Dataset entries.
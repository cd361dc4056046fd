//! Breakout entry point
//!
//! Sets up the terminal, runs the fixed-rate game loop, and always restores
//! the terminal on the way out.

use std::io::{BufWriter, Stdout, Write, stdout};
use std::time::Duration;

use anyhow::{Context, Result};
use crossterm::{
    ExecutableCommand, cursor,
    event::{
        self, Event, KeyboardEnhancementFlags, PopKeyboardEnhancementFlags,
        PushKeyboardEnhancementFlags,
    },
    terminal,
};
use glam::Vec2;

use breakout::Config;
use breakout::platform::{FrameClock, KeyTracker};
use breakout::renderer::{TerminalSurface, draw_frame};
use breakout::sim::{Session, tick};

const TITLE: &str = "Modern Breakout";

fn main() -> Result<()> {
    env_logger::init();
    log::info!("{} starting...", TITLE);

    let config = Config::from_env()?;
    let session = Session::from_config(config)?;

    let mut out = BufWriter::new(stdout());
    let keyboard_enhanced = enter_terminal(&mut out)?;

    let result = run(&mut out, session, keyboard_enhanced);

    leave_terminal(&mut out, keyboard_enhanced);
    result
}

/// Raw mode, alternate screen, hidden cursor. Returns whether key release
/// events were enabled.
fn enter_terminal(out: &mut BufWriter<Stdout>) -> Result<bool> {
    terminal::enable_raw_mode().context("failed to enable raw mode")?;
    out.execute(terminal::EnterAlternateScreen)
        .context("failed to open the alternate screen")?;
    out.execute(cursor::Hide)?;
    out.execute(terminal::SetTitle(TITLE))?;

    // Kitty-protocol terminals report releases; others fall back to key repeat
    let keyboard_enhanced = terminal::supports_keyboard_enhancement().unwrap_or(false);
    if keyboard_enhanced {
        out.execute(PushKeyboardEnhancementFlags(
            KeyboardEnhancementFlags::REPORT_EVENT_TYPES,
        ))?;
    }
    log::debug!("Keyboard enhancement: {}", keyboard_enhanced);
    Ok(keyboard_enhanced)
}

fn leave_terminal(out: &mut BufWriter<Stdout>, keyboard_enhanced: bool) {
    if keyboard_enhanced {
        let _ = out.execute(PopKeyboardEnhancementFlags);
    }
    let _ = out.execute(cursor::Show);
    let _ = out.execute(terminal::LeaveAlternateScreen);
    let _ = terminal::disable_raw_mode();
    let _ = out.flush();
}

fn run<W: Write>(out: &mut W, mut session: Session, release_events: bool) -> Result<()> {
    let (cols, rows) = terminal::size().context("failed to query terminal size")?;
    let field = Vec2::new(session.config.field_width, session.config.field_height);
    let mut surface = TerminalSurface::new(out, field, cols, rows);
    let mut keys = KeyTracker::new(release_events);
    let mut clock = FrameClock::new(session.config.fps);

    loop {
        // Drain pending input without blocking
        while event::poll(Duration::ZERO)? {
            match event::read()? {
                Event::Key(key) => keys.handle(&key),
                Event::Resize(cols, rows) => surface.resize(cols, rows),
                _ => {}
            }
        }
        if keys.quit_requested() {
            log::info!("Quit after {} frames, score {}", clock.frames(), session.score);
            return Ok(());
        }

        let input = keys.next_input();
        tick(&mut session, &input);

        draw_frame(&mut surface, &session)?;
        clock.wait();
    }
}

Your objective. Each line in the data above either holds "field" or does not. State how many do, as a bare number.

Expected answer. 2